Milano - Chiusura debole per i principali listini europei, con Piazza Affari leggermente sotto la parità in un contesto dominato dalle incertezze geopolitiche e dalle valutazioni degli investitori sulla possibile evoluzione dei rapporti tra Stati Uniti e Iran.
Il sentiment di mercato resta condizionato dalle dichiarazioni del presidente americano Donald Trump, che ha parlato di un conflitto “vicino alla risoluzione”, alimentando aspettative di de-escalation. Tuttavia, la situazione sul campo in Medio Oriente continua a rimanere tesa, con rischi ancora elevati legati ai flussi energetici e alla stabilità dello Stretto di Hormuz.
Sul fronte macroeconomico, la lettura finale dell’inflazione nell’Eurozona per il mese di marzo è stata rivista leggermente al rialzo: +1,3% su base mensile e +2,6% su base annua, con un contributo significativo dei prezzi dei carburanti. L’inflazione core resta stabile al +2,3% annuo, mentre negli Stati Uniti segnali positivi arrivano dall’indice Philadelphia Fed Index, salito oltre le attese, e da richieste di sussidi di disoccupazione in calo.

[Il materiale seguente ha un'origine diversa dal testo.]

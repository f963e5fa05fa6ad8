//! Read-only escrow queries, returned to the caller as instruction data.

use anchor_lang::prelude::*;

use crate::constants::*;
use crate::state::{Escrow, Position};
use crate::utils::load_account;

#[derive(Accounts)]
pub struct EscrowQuery<'info> {
    #[account(
        seeds = [ESCROW_SEED, escrow.base_mint.as_ref()],
        bump = escrow.bump
    )]
    pub escrow: Account<'info, Escrow>,
}

#[derive(Accounts)]
pub struct PositionQuery<'info> {
    #[account(
        seeds = [POSITION_SEED, position.escrow.as_ref(), &position.id.to_le_bytes()],
        bump = position.bump
    )]
    pub position: Account<'info, Position>,
}

/// Accounts for `owner_of`, which accepts ids that were never minted.
#[derive(Accounts)]
#[instruction(id: u64)]
pub struct OwnerQuery<'info> {
    #[account(
        seeds = [ESCROW_SEED, escrow.base_mint.as_ref()],
        bump = escrow.bump
    )]
    pub escrow: Account<'info, Escrow>,

    /// CHECK: address is pinned to the position PDA for `id`; it may be empty
    #[account(
        seeds = [POSITION_SEED, escrow.key().as_ref(), &id.to_le_bytes()],
        bump
    )]
    pub position: UncheckedAccount<'info>,
}

pub fn balance_of_handler(ctx: Context<PositionQuery>, timestamp: i64) -> Result<u64> {
    let balance = ctx.accounts.position.balance_at(timestamp)?;
    msg!("Lock #{} power at {}: {}", ctx.accounts.position.id, timestamp, balance);
    Ok(balance)
}

pub fn total_supply_handler(ctx: Context<EscrowQuery>, timestamp: i64) -> Result<u64> {
    let supply = ctx.accounts.escrow.total_supply_at(timestamp)?;
    msg!("Total voting power at {}: {}", timestamp, supply);
    Ok(supply)
}

/// Owner of position `id`, or the default key if it was never created or
/// has been withdrawn.
pub fn owner_of_handler(ctx: Context<OwnerQuery>, id: u64) -> Result<Pubkey> {
    let info = ctx.accounts.position.to_account_info();
    if info.data_is_empty() {
        return Ok(Pubkey::default());
    }
    let position: Position = load_account(&info)?;
    msg!("Lock #{} owner: {}", id, position.owner);
    Ok(position.owner)
}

Sul mercato valutario, l’euro si mantiene stabile sul dollaro, mentre le materie prime mostrano dinamiche divergenti: l’oro avanza leggermente a 4.809 dollari l’oncia, mentre il petrolio registra un deciso rialzo (+2,23%), riflettendo le persistenti tensioni sull’offerta.
Lo spread tra Btp e Bund si amplia lievemente a 78 punti base, con il rendimento del decennale italiano al 3,81%.
Tra le principali Borse europee, Francoforte chiude in moderato rialzo (+0,36%), Londra segna un +0,29%, mentre Parigi termina leggermente negativa (-0,14%). A Milano, il FTSE MIB cede lo 0,27%, con il FTSE Italia All-Share in calo a 50.489 punti.
Tra le blue chip in evidenza spiccano Amplifon (+5,68%), Mediobanca (+2,37%), Banca MPS (+2,17%) e Moncler (+1,58%). Sul fronte opposto, pesano le vendite su Nexi (-2,59%), A2A (-1,99%), Italgas (-1,91%) e DiaSorin (-1,90%).
Nel segmento Mid Cap brillano i titoli del gruppo MFE-MediaForEurope, con le azioni A e B in forte rialzo, seguite da WIIT e Sesa. Tra i peggiori, invece, si segnalano NewPrinces, Banca Popolare di Sondrio e Maire.
Il quadro complessivo resta improntato alla cautela, con gli investitori che continuano a bilanciare segnali macroeconomici incoraggianti e un contesto geopolitico ancora incerto.